Every Friday The Psychogenealogist shares a "Pic of the Week." The intent is to encourage thought and imagination about the spaces where psychology, genealogy, and history converge.
Here we have another curious and quirky postcard. On the front is a sullen looking man dressed in prison stripes sitting in his cell, #13. It reads: “My time is short” and “FOR 30 DAY PRISONERS ONLY”. The name “Earl” on the from matches the apparent sender of the postcard as indicated on the back.
It is addressed to a “Miss Jessie Pierce” of Galesburg, Michigan. It looks like it was sent in care of “Mrs. John Blake”. The postmark itself is very difficult to read. Given the style of the other postcards I have seen (and written about) I am guessing this postcard was send in the 1910s or 1920s.
Can anyone decipher the postmark?
The note on the back appears to read:
Dear Cousin: (Will? True?) lost his way at the show and he forgot to come down after Bessie. Bess was pretty mad. I suppose you got there all right. Bess ?? to True (?) and asked him something about the show. From Earl. Write back.

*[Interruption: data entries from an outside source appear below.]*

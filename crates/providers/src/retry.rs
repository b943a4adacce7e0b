//! Retrying provider: per-attempt timeout with a bounded retry.
//!
//! Wraps any provider. Each attempt is cut off after `timeout`; transport
//! failures and timeouts are retried up to `max_retries` times. Every other
//! failure is returned as-is on the first occurrence.

use async_trait::async_trait;
use gemrelay_core::error::ProviderError;
use gemrelay_core::provider::*;
use std::sync::Arc;
use std::time::Duration;
use tracing::{info, warn};

const DEFAULT_TIMEOUT: Duration = Duration::from_secs(30);
const DEFAULT_BACKOFF: Duration = Duration::from_millis(250);

/// A provider that bounds latency and retries transient failures.
pub struct RetryingProvider {
    inner: Arc<dyn Provider>,
    timeout: Duration,
    max_retries: u32,
    backoff: Duration,
}

impl RetryingProvider {
    /// Wrap `inner` with a 30s timeout and a single retry.
    pub fn new(inner: Arc<dyn Provider>) -> Self {
        Self {
            inner,
            timeout: DEFAULT_TIMEOUT,
            max_retries: 1,
            backoff: DEFAULT_BACKOFF,
        }
    }

    pub fn with_timeout(mut self, timeout: Duration) -> Self {
        self.timeout = timeout;
        self
    }

    pub fn with_max_retries(mut self, max_retries: u32) -> Self {
        self.max_retries = max_retries;
        self
    }

    /// Pause between a failed attempt and its retry.
    pub fn with_backoff(mut self, backoff: Duration) -> Self {
        self.backoff = backoff;
        self
    }

    async fn attempt(&self, request: CompletionRequest) -> Result<CompletionResponse, ProviderError> {
        match tokio::time::timeout(self.timeout, self.inner.complete(request)).await {
            Ok(result) => result,
            Err(_) => Err(ProviderError::Timeout(format!(
                "Provider '{}' timed out after {:?}",
                self.inner.name(),
                self.timeout
            ))),
        }
    }
}

#[async_trait]
impl Provider for RetryingProvider {
    fn name(&self) -> &str {
        self.inner.name()
    }

    async fn complete(
        &self,
        request: CompletionRequest,
    ) -> std::result::Result<CompletionResponse, ProviderError> {
        let total = self.max_retries + 1;
        let mut attempt = 1;

        loop {
            match self.attempt(request.clone()).await {
                Ok(response) => {
                    if attempt > 1 {
                        info!(provider = %self.name(), attempt, "Retry succeeded");
                    }
                    return Ok(response);
                }
                Err(e) if e.is_transient() && attempt < total => {
                    warn!(
                        provider = %self.name(),
                        attempt,
                        total,
                        error = %e,
                        "Transient provider failure, retrying"
                    );
                    tokio::time::sleep(self.backoff).await;
                    attempt += 1;
                }
                Err(e) => return Err(e),
            }
        }
    }

    async fn health_check(&self) -> std::result::Result<bool, ProviderError> {
        match tokio::time::timeout(self.timeout, self.inner.health_check()).await {
            Ok(result) => result,
            Err(_) => Err(ProviderError::Timeout(format!(
                "Health check timed out after {:?}",
                self.timeout
            ))),
        }
    }
}

#[cfg(test)]
mod tests {
    use super::*;
    use std::sync::Mutex;

    /// Replays scripted outcomes, one per call; an entry of `None` hangs.
    struct ScriptedProvider {
        outcomes: Mutex<Vec<Option<Result<String, ProviderError>>>>,
        calls: Mutex<usize>,
    }

    impl ScriptedProvider {
        fn new(outcomes: Vec<Option<Result<String, ProviderError>>>) -> Self {
            Self {
                outcomes: Mutex::new(outcomes),
                calls: Mutex::new(0),
            }
        }

        fn calls(&self) -> usize {
            *self.calls.lock().unwrap()
        }
    }

    #[async_trait]
    impl Provider for ScriptedProvider {
        fn name(&self) -> &str {
            "scripted"
        }

        async fn complete(
            &self,
            request: CompletionRequest,
        ) -> Result<CompletionResponse, ProviderError> {
            let outcome = {
                *self.calls.lock().unwrap() += 1;
                self.outcomes.lock().unwrap().remove(0)
            };
            match outcome {
                Some(Ok(text)) => Ok(CompletionResponse {
                    text,
                    usage: None,
                    model: request.model,
                    finish_reason: None,
                }),
                Some(Err(e)) => Err(e),
                None => {
                    tokio::time::sleep(Duration::from_secs(3600)).await;
                    unreachable!("hung call should have been timed out")
                }
            }
        }
    }

    fn request() -> CompletionRequest {
        CompletionRequest {
            model: "m".into(),
            prompt: "p".into(),
            generation: GenerationConfig::default(),
        }
    }

    fn wrap(inner: Arc<ScriptedProvider>) -> RetryingProvider {
        RetryingProvider::new(inner)
            .with_timeout(Duration::from_secs(5))
            .with_backoff(Duration::from_millis(10))
    }

    #[tokio::test(start_paused = true)]
    async fn first_success_makes_one_call() {
        let inner = Arc::new(ScriptedProvider::new(vec![Some(Ok("ok".into()))]));
        let provider = wrap(inner.clone());

        let response = provider.complete(request()).await.unwrap();
        assert_eq!(response.text, "ok");
        assert_eq!(inner.calls(), 1);
    }

    #[tokio::test(start_paused = true)]
    async fn network_error_is_retried_once() {
        let inner = Arc::new(ScriptedProvider::new(vec![
            Some(Err(ProviderError::Network("reset".into()))),
            Some(Ok("second time lucky".into())),
        ]));
        let provider = wrap(inner.clone());

        let response = provider.complete(request()).await.unwrap();
        assert_eq!(response.text, "second time lucky");
        assert_eq!(inner.calls(), 2);
    }

    #[tokio::test(start_paused = true)]
    async fn retries_are_bounded() {
        let inner = Arc::new(ScriptedProvider::new(vec![
            Some(Err(ProviderError::Network("one".into()))),
            Some(Err(ProviderError::Network("two".into()))),
            Some(Ok("never reached".into())),
        ]));
        let provider = wrap(inner.clone());

        let err = provider.complete(request()).await.unwrap_err();
        assert!(matches!(err, ProviderError::Network(msg) if msg == "two"));
        assert_eq!(inner.calls(), 2);
    }

    #[tokio::test(start_paused = true)]
    async fn terminal_errors_are_not_retried() {
        let inner = Arc::new(ScriptedProvider::new(vec![
            Some(Err(ProviderError::AuthenticationFailed("bad key".into()))),
            Some(Ok("never reached".into())),
        ]));
        let provider = wrap(inner.clone());

        let err = provider.complete(request()).await.unwrap_err();
        assert!(matches!(err, ProviderError::AuthenticationFailed(_)));
        assert_eq!(inner.calls(), 1);
    }

    #[tokio::test(start_paused = true)]
    async fn hung_call_times_out_then_retries() {
        let inner = Arc::new(ScriptedProvider::new(vec![None, Some(Ok("fast".into()))]));
        let provider = wrap(inner.clone());

        let response = provider.complete(request()).await.unwrap();
        assert_eq!(response.text, "fast");
        assert_eq!(inner.calls(), 2);
    }

    #[tokio::test(start_paused = true)]
    async fn persistent_hang_surfaces_timeout() {
        let inner = Arc::new(ScriptedProvider::new(vec![None, None]));
        let provider = wrap(inner.clone());

        let err = provider.complete(request()).await.unwrap_err();
        assert!(matches!(err, ProviderError::Timeout(_)));
        assert!(err.to_string().contains("scripted"));
        assert_eq!(inner.calls(), 2);
    }

    #[tokio::test(start_paused = true)]
    async fn zero_retries_fails_fast() {
        let inner = Arc::new(ScriptedProvider::new(vec![Some(Err(
            ProviderError::Timeout("slow".into()),
        ))]));
        let provider = wrap(inner.clone()).with_max_retries(0);

        assert!(provider.complete(request()).await.is_err());
        assert_eq!(inner.calls(), 1);
    }
}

Test your Genealogy Research Chops!
Can you help me discover who the people referenced in this postcard are? Perhaps you could help me find a descendent related to this family who might like the postcard for a family history keepsake? Here are some questions to think about:
Who is Earl and what is his story?
Who is Jessie Pierce and what is her story?
Who were Mr. and Mrs. John Blake and what are their stories?
Who was Bessie and why did the difficult to identify person (True or Will or etc.) forget to come down after her?
Was Bessie ever able to get over her anger?
What show is being described?
What do you think, feel, and wonder about as you look at and read this postcard?
I would love to hear what you come up with!